Case study: Apprenticeships, training incentives, cross training
Facing a skilled worker shortage? Grow your own skilled employees.
Skilled retirees and stay-at-home parents are not the only untapped sources of potential employees. Unexperienced candidates who demonstrate a talent for skilled positions can also fit the bill.
David Lippman, director of facilities and operations with the Las Virgenes Municipal Water District in California, says the district doesn't rely on skill levels when hiring. Instead, employees are hired based on a mix of skills and aptitude. During the interview process, candidates are asked a variety of questions to determine aptitude. New hires then gain necessary skills through an apprenticeship program. His department also pays employees for completing applicable education programs and receiving certifications.

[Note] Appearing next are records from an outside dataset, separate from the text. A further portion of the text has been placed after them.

//! Draft state for adding and editing tasks.
//!
//! The form is `Idle` or `Editing(task)`. It remembers which task it began
//! editing and only counts as editing while the store still holds that same
//! edit reference. If the store drops the edit on its own (a direct delete),
//! the next submit discards the stale draft instead of creating a task from it.

use serde::Serialize;

use crate::categories::default_category_id;
use crate::model::{Category, Task};
use crate::store::TaskStore;

#[derive(Debug, Clone, Default, PartialEq, Eq, Serialize)]
pub struct Draft {
    pub title: String,
    pub description: String,
    pub category: String,
}

impl Draft {
    pub fn blank(categories: &[Category]) -> Self {
        Self {
            title: String::new(),
            description: String::new(),
            category: default_category_id(categories),
        }
    }

    pub fn from_task(task: &Task) -> Self {
        Self {
            title: task.title.clone(),
            description: task.description.clone(),
            category: task.category.clone(),
        }
    }

    pub fn is_submittable(&self) -> bool {
        !self.title.trim().is_empty()
    }
}

#[derive(Debug, Clone, PartialEq, Eq)]
pub enum FormState<'a> {
    Idle,
    Editing(&'a Task),
}

#[derive(Debug, Clone, PartialEq, Eq)]
pub enum SubmitOutcome {
    /// Blank title. Nothing changed.
    Rejected,
    Created(Task),
    Updated(Task),
}

#[derive(Debug, Clone)]
pub struct FormController {
    draft: Draft,
    categories: Vec<Category>,
    editing_id: Option<String>,
}

impl FormController {
    pub fn new(categories: Vec<Category>) -> Self {
        Self {
            draft: Draft::blank(&categories),
            categories,
            editing_id: None,
        }
    }

    pub fn draft(&self) -> &Draft {
        &self.draft
    }

    pub fn categories(&self) -> &[Category] {
        &self.categories
    }

    pub fn state<'a>(&self, store: &'a TaskStore) -> FormState<'a> {
        match (self.editing_id.as_deref(), store.editing()) {
            (Some(id), Some(task)) if task.id == id => FormState::Editing(task),
            _ => FormState::Idle,
        }
    }

    pub fn set_title(&mut self, title: impl Into<String>) {
        self.draft.title = title.into();
    }

    pub fn set_description(&mut self, description: impl Into<String>) {
        self.draft.description = description.into();
    }

    pub fn set_category(&mut self, category: impl Into<String>) {
        self.draft.category = category.into();
    }

    /// Step the draft category through the known categories, wrapping at either end.
    pub fn cycle_category(&mut self, forward: bool) {
        let len = self.categories.len();
        if len == 0 {
            return;
        }
        let current = self
            .categories
            .iter()
            .position(|category| category.id == self.draft.category);
        let next = match (current, forward) {
            (None, true) => 0,
            (None, false) => len - 1,
            (Some(idx), true) => (idx + 1) % len,
            (Some(0), false) => len - 1,
            (Some(idx), false) => idx - 1,
        };
        self.draft.category = self.categories[next].id.clone();
    }

    /// Enter editing for `id`, copying its fields into the draft.
    pub fn edit(&mut self, store: &mut TaskStore, id: &str) -> bool {
        match store.begin_edit(id) {
            Some(task) => {
                self.draft = Draft::from_task(task);
                self.editing_id = Some(task.id.clone());
                true
            }
            None => false,
        }
    }

    pub fn cancel(&mut self, store: &mut TaskStore) {
        store.cancel_edit();
        self.reset();
    }

    pub fn reset(&mut self) {
        self.draft = Draft::blank(&self.categories);
        self.editing_id = None;
    }

    pub fn submit(&mut self, store: &mut TaskStore) -> SubmitOutcome {
        if !self.draft.is_submittable() {
            return SubmitOutcome::Rejected;
        }

        let Some(editing_id) = self.editing_id.clone() else {
            let created = store.create(
                &self.draft.title,
                &self.draft.description,
                &self.draft.category,
            );
            return match created {
                Some(task) => {
                    self.reset();
                    SubmitOutcome::Created(task)
                }
                None => SubmitOutcome::Rejected,
            };
        };

        if !store.is_editing(&editing_id) {
            tracing::debug!(task_id = editing_id.as_str(), "edit target gone, draft discarded");
            self.reset();
            return SubmitOutcome::Rejected;
        }

        // Completion may have been toggled since the edit began; keep the stored flag.
        let Some(current) = store.get(&editing_id).cloned() else {
            self.cancel(store);
            return SubmitOutcome::Rejected;
        };

        let updated = Task {
            title: self.draft.title.trim().to_string(),
            description: self.draft.description.trim().to_string(),
            category: self.draft.category.trim().to_string(),
            updated_at: store.now().max(current.updated_at),
            ..current
        };
        store.update(updated.clone());
        store.cancel_edit();
        self.reset();
        SubmitOutcome::Updated(updated)
    }
}

#[cfg(test)]
mod tests {
    use super::*;
    use crate::categories::default_categories;
    use crate::clock::{Clock, ManualClock};
    use chrono::{Duration, TimeZone, Utc};
    use pretty_assertions::assert_eq;
    use std::sync::Arc;

    fn setup() -> (FormController, TaskStore, Arc<ManualClock>) {
        let clock = Arc::new(ManualClock::new(
            Utc.with_ymd_and_hms(2024, 5, 1, 9, 0, 0).unwrap(),
        ));
        let store = TaskStore::new(clock.clone());
        (FormController::new(default_categories()), store, clock)
    }

    #[test]
    fn blank_draft_defaults_to_first_category() {
        let (form, store, _clock) = setup();
        assert_eq!(
            form.draft(),
            &Draft {
                title: String::new(),
                description: String::new(),
                category: "1".into()
            }
        );
        assert_eq!(form.state(&store), FormState::Idle);

        let empty = FormController::new(Vec::new());
        assert_eq!(empty.draft().category, "");
    }

    #[test]
    fn submit_while_idle_creates_and_resets() {
        let (mut form, mut store, _clock) = setup();
        form.set_title("Buy milk");
        form.set_category("2");

        let outcome = form.submit(&mut store);
        let SubmitOutcome::Created(task) = outcome else {
            panic!("expected a created task, got {outcome:?}");
        };
        assert_eq!(task.title, "Buy milk");
        assert_eq!(task.category, "2");
        assert_eq!(store.len(), 1);
        assert_eq!(form.draft(), &Draft::blank(&default_categories()));
    }

    #[test]
    fn whitespace_title_is_rejected_in_any_state() {
        let (mut form, mut store, _clock) = setup();
        form.set_title("   ");
        form.set_description("kept");
        assert_eq!(form.submit(&mut store), SubmitOutcome::Rejected);
        assert_eq!(store.len(), 0);
        assert_eq!(form.draft().description, "kept");

        let task = store.create("Original", "", "1").unwrap();
        form.edit(&mut store, &task.id);
        form.set_title(" ");
        assert_eq!(form.submit(&mut store), SubmitOutcome::Rejected);
        assert!(matches!(form.state(&store), FormState::Editing(t) if t.id == task.id));
        assert_eq!(store.get(&task.id).unwrap().title, "Original");
    }

    #[test]
    fn edit_copies_fields_and_cancel_resets() {
        let (mut form, mut store, _clock) = setup();
        let task = store.create("Plan trip", "book hotel", "2").unwrap();
        let before = store.tasks().to_vec();

        assert!(form.edit(&mut store, &task.id));
        assert_eq!(form.draft(), &Draft::from_task(&task));

        form.cancel(&mut store);
        assert_eq!(form.state(&store), FormState::Idle);
        assert!(store.editing().is_none());
        assert_eq!(form.draft(), &Draft::blank(&default_categories()));
        assert_eq!(store.tasks(), before.as_slice());
    }

    #[test]
    fn edit_unknown_id_stays_idle() {
        let (mut form, mut store, _clock) = setup();
        assert!(!form.edit(&mut store, "missing"));
        assert_eq!(form.state(&store), FormState::Idle);
    }

    #[test]
    fn submit_while_editing_updates_in_place() {
        let (mut form, mut store, clock) = setup();
        let a = store.create("A", "", "1").unwrap();
        let b = store.create("B", "", "1").unwrap();

        form.edit(&mut store, &a.id);
        clock.advance(Duration::minutes(2));
        store.toggle_complete(&a.id);
        clock.advance(Duration::minutes(2));
        form.set_title("  A revised ");
        form.set_description("more detail");
        form.set_category("5");

        let SubmitOutcome::Updated(updated) = form.submit(&mut store) else {
            panic!("expected update");
        };
        assert_eq!(updated.id, a.id);
        assert_eq!(updated.created_at, a.created_at);
        assert!(updated.completed);
        assert_eq!(updated.updated_at, clock.now());
        assert_eq!(updated.title, "A revised");

        assert_eq!(store.len(), 2);
        assert_eq!(store.tasks()[0].id, b.id);
        assert_eq!(store.tasks()[1], updated);
        assert_eq!(form.state(&store), FormState::Idle);
    }

    #[test]
    fn deleting_through_the_store_discards_the_edit_draft() {
        let (mut form, mut store, _clock) = setup();
        let a = store.create("A", "", "1").unwrap();
        form.edit(&mut store, &a.id);
        form.set_title("half typed edit");

        store.delete(&a.id);
        assert_eq!(form.state(&store), FormState::Idle);

        assert_eq!(form.submit(&mut store), SubmitOutcome::Rejected);
        assert!(store.is_empty());
        assert_eq!(form.draft(), &Draft::blank(&default_categories()));

        form.set_title("fresh");
        assert!(matches!(form.submit(&mut store), SubmitOutcome::Created(t) if t.title == "fresh"));
    }

    #[test]
    fn edit_replaced_on_the_store_is_not_claimed_by_the_form() {
        let (mut form, mut store, _clock) = setup();
        let a = store.create("A", "", "1").unwrap();
        let b = store.create("B", "", "1").unwrap();
        form.edit(&mut store, &a.id);
        form.set_title("A edited");

        store.begin_edit(&b.id);
        assert_eq!(form.state(&store), FormState::Idle);
        assert_eq!(form.submit(&mut store), SubmitOutcome::Rejected);
        assert_eq!(store.get(&a.id).unwrap().title, "A");
        assert_eq!(store.get(&b.id).unwrap().title, "B");
    }

    #[test]
    fn cycle_category_wraps() {
        let (mut form, _store, _clock) = setup();
        form.cycle_category(false);
        assert_eq!(form.draft().category, "5");
        form.cycle_category(true);
        assert_eq!(form.draft().category, "1");

        form.set_category("gone");
        form.cycle_category(true);
        assert_eq!(form.draft().category, "1");
    }
}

PUBLIC WORK'S 2007 Department of the Year honorable mention, the Polk County (Fla.) Fleet Management Division—which put together a recruitment video of employees talking about why they enjoy their jobs—also offers training incentives to cultivate skilled technicians. Employees earn a 10 cent/hour increase for each certification earned plus a 20 cent/hour bonus for achieving “Master” levels. Of the division's 40 employees, 25 technicians have collectively earned 227 Automotive Service Excellence certifications—on their own time.
Next, cross training helps current employees who already know the industry move into more skilled positions that would benefit both the employee and the employer.
“Whenever possible, I strongly encourage communities to grow and develop their inside talent for the top positions,” says management consultant Heidi Voorhees.